[Collected data entries]
□ □ □

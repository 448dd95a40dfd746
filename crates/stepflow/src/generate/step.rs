//! Step bookkeeping shared by the blocking and streaming loops.

use std::sync::Arc;

use super::GenerateTextConfig;
use crate::merge::OutputPart;
use crate::{
    CallWarning, Error, FinishReason, Message, Part, ResponseMetadata, Role, ToolCall, ToolResult,
    Usage,
};

/// What kind of step a model call is.
#[derive(Debug, Clone, Copy, PartialEq, Eq, Hash)]
pub enum StepType {
    /// The first call.
    Initial,
    /// Resumes a response cut off by the token limit.
    Continue,
    /// Feeds tool results back to the model.
    ToolResult,
}

/// The record of one model call.
#[derive(Debug, Clone)]
pub struct StepResult {
    /// Kind of this step.
    pub step_type: StepType,
    /// Text this step contributed.
    pub text: String,
    /// Tool calls the model made.
    pub tool_calls: Vec<ToolCall>,
    /// Results of the calls that had an executor.
    pub tool_results: Vec<ToolResult>,
    /// Why the model stopped.
    pub finish_reason: FinishReason,
    /// Tokens used by this call alone.
    pub usage: Usage,
    /// Provider warnings.
    pub warnings: Vec<CallWarning>,
    /// Response identity.
    pub response: ResponseMetadata,
    /// Whether the next step continues this step's text.
    pub is_continued: bool,
    /// Local failures during the step, e.g. calls to undeclared tools.
    pub errors: Vec<Arc<Error>>,
}

/// Collects the merged output of one model call.
#[derive(Debug, Default)]
pub(crate) struct StepCollector {
    pub text: String,
    pub tool_calls: Vec<ToolCall>,
    pub tool_results: Vec<ToolResult>,
    pub finish_reason: FinishReason,
    pub usage: Usage,
    pub warnings: Vec<CallWarning>,
    pub response: ResponseMetadata,
    pub errors: Vec<Arc<Error>>,
}

impl StepCollector {
    pub fn absorb(&mut self, part: &OutputPart) {
        match part {
            OutputPart::TextDelta(text) => self.text.push_str(text),
            OutputPart::ToolCall(call) => self.tool_calls.push(call.clone()),
            OutputPart::ToolResult(result) => self.tool_results.push(result.clone()),
            OutputPart::ResponseMetadata(meta) => self.response.merge(meta.clone()),
            OutputPart::Finish { reason, usage } => {
                self.finish_reason = *reason;
                self.usage = *usage;
            }
            OutputPart::Error(e) => self.errors.push(Arc::clone(e)),
            OutputPart::ToolCallStreamingStart { .. } | OutputPart::ToolCallDelta { .. } => {}
        }
    }
}

/// Drops everything after the last whitespace, keeping the whitespace.
///
/// Text without whitespace is returned unchanged.
pub fn remove_text_after_last_whitespace(text: &str) -> &str {
    match text.rfind(char::is_whitespace) {
        Some(index) => {
            let ws_len = text[index..].chars().next().map_or(1, char::len_utf8);
            &text[..index + ws_len]
        }
        None => text,
    }
}

/// Splits at the last whitespace run: `(prefix + whitespace, suffix)`.
pub(crate) fn split_on_last_whitespace(text: &str) -> Option<(&str, &str)> {
    let index = text.rfind(char::is_whitespace)?;
    let ws_len = text[index..].chars().next().map_or(1, char::len_utf8);
    Some(text.split_at(index + ws_len))
}

/// State of one top-level call, owned by the loop and changed only
/// between steps.
#[derive(Debug)]
pub(crate) struct StepLoop {
    pub messages: Vec<Message>,
    pub initial_len: usize,
    pub steps: Vec<StepResult>,
    pub usage: Usage,
    /// Text of the current logical assistant message.
    pub text: String,
    pub step_type: StepType,
    step_count: u32,
}

impl StepLoop {
    pub fn new(messages: Vec<Message>) -> Self {
        Self {
            initial_len: messages.len(),
            messages,
            steps: Vec::new(),
            usage: Usage::default(),
            text: String::new(),
            step_type: StepType::Initial,
            step_count: 0,
        }
    }

    pub fn step_number(&self) -> u32 {
        self.step_count + 1
    }

    /// Counts the finished step and decides what comes next. `None` means
    /// the loop is done.
    pub fn next_step_type(
        &mut self,
        collected: &StepCollector,
        config: &GenerateTextConfig,
    ) -> Option<StepType> {
        self.step_count += 1;
        if self.step_count >= config.max_steps {
            return None;
        }
        let calls = collected.tool_calls.len();
        if config.continue_steps && collected.finish_reason == FinishReason::Length && calls == 0 {
            Some(StepType::Continue)
        } else if calls > 0 && collected.tool_results.len() == calls {
            Some(StepType::ToolResult)
        } else {
            None
        }
    }

    /// Whether a continuation step should drop its leading whitespace.
    pub fn trims_leading_whitespace(&self) -> bool {
        self.step_type == StepType::Continue && self.text.ends_with(char::is_whitespace)
    }

    /// The text a step contributes, given its raw model output.
    pub fn shape_text<'a>(&self, raw: &'a str, next: Option<StepType>) -> &'a str {
        let text = if self.trims_leading_whitespace() {
            raw.trim_start()
        } else {
            raw
        };
        if next == Some(StepType::Continue) {
            remove_text_after_last_whitespace(text)
        } else {
            text
        }
    }

    /// Records a finished step: text, history, usage, step list.
    pub fn commit(
        &mut self,
        collected: StepCollector,
        step_text: String,
        next: Option<StepType>,
        config: &GenerateTextConfig,
    ) -> &StepResult {
        let continuing = self.step_type == StepType::Continue;
        if continuing {
            self.text.push_str(&step_text);
        } else {
            self.text.clone_from(&step_text);
        }

        match self.messages.last_mut() {
            Some(last) if continuing && last.role == Role::Assistant => {
                append_text(last, &step_text);
                last.content
                    .extend(collected.tool_calls.iter().cloned().map(Part::ToolCall));
                if !collected.tool_results.is_empty() {
                    self.messages
                        .push(Message::tool_results(collected.tool_results.clone()));
                }
            }
            _ => {
                self.messages.push(Message::assistant_with_calls(
                    self.text.clone(),
                    collected.tool_calls.clone(),
                ));
                if !collected.tool_results.is_empty() {
                    self.messages
                        .push(Message::tool_results(collected.tool_results.clone()));
                }
            }
        }

        self.usage += collected.usage;
        self.steps.push(StepResult {
            step_type: self.step_type,
            text: step_text,
            tool_calls: collected.tool_calls,
            tool_results: collected.tool_results,
            finish_reason: collected.finish_reason,
            usage: collected.usage,
            warnings: collected.warnings,
            response: collected.response,
            is_continued: next == Some(StepType::Continue),
            errors: collected.errors,
        });
        if let Some(next) = next {
            self.step_type = next;
        }

        let step = &self.steps[self.steps.len() - 1];
        if let Some(callback) = &config.on_step_finish {
            callback(step);
        }
        step
    }

    /// Builds the final result from the last step.
    pub fn into_result(self) -> GenerateTextResult {
        let last = self.steps.last().cloned();
        let (tool_calls, tool_results, finish_reason, warnings, response) = match last {
            Some(step) => (
                step.tool_calls,
                step.tool_results,
                step.finish_reason,
                step.warnings,
                step.response,
            ),
            None => Default::default(),
        };
        GenerateTextResult {
            text: self.text,
            tool_calls,
            tool_results,
            finish_reason,
            usage: self.usage,
            warnings,
            response,
            messages: self.messages,
            initial_len: self.initial_len,
            steps: self.steps,
        }
    }
}

fn append_text(message: &mut Message, text: &str) {
    if text.is_empty() {
        return;
    }
    match message.content.last_mut() {
        Some(Part::Text(existing)) => existing.push_str(text),
        _ => message.content.push(Part::Text(text.to_owned())),
    }
}

/// The outcome of a multi-step call.
#[derive(Debug, Clone)]
pub struct GenerateTextResult {
    /// Text of the final assistant message, continuations included.
    pub text: String,
    /// Tool calls of the last step.
    pub tool_calls: Vec<ToolCall>,
    /// Tool results of the last step.
    pub tool_results: Vec<ToolResult>,
    /// Finish reason of the last step.
    pub finish_reason: FinishReason,
    /// Usage summed over every step.
    pub usage: Usage,
    /// Warnings of the last step.
    pub warnings: Vec<CallWarning>,
    /// Response identity of the last step.
    pub response: ResponseMetadata,
    /// The full transcript: the prompt followed by generated messages.
    pub messages: Vec<Message>,
    initial_len: usize,
    /// Every step, in order.
    pub steps: Vec<StepResult>,
}

impl GenerateTextResult {
    /// The messages generated during the call, without the prompt.
    pub fn response_messages(&self) -> &[Message] {
        &self.messages[self.initial_len.min(self.messages.len())..]
    }
}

□ □ □

▶ What is needed
Looking at the entries above, work out how many lines include the word "continuing" and reply with that number alone.

▶ The answer
3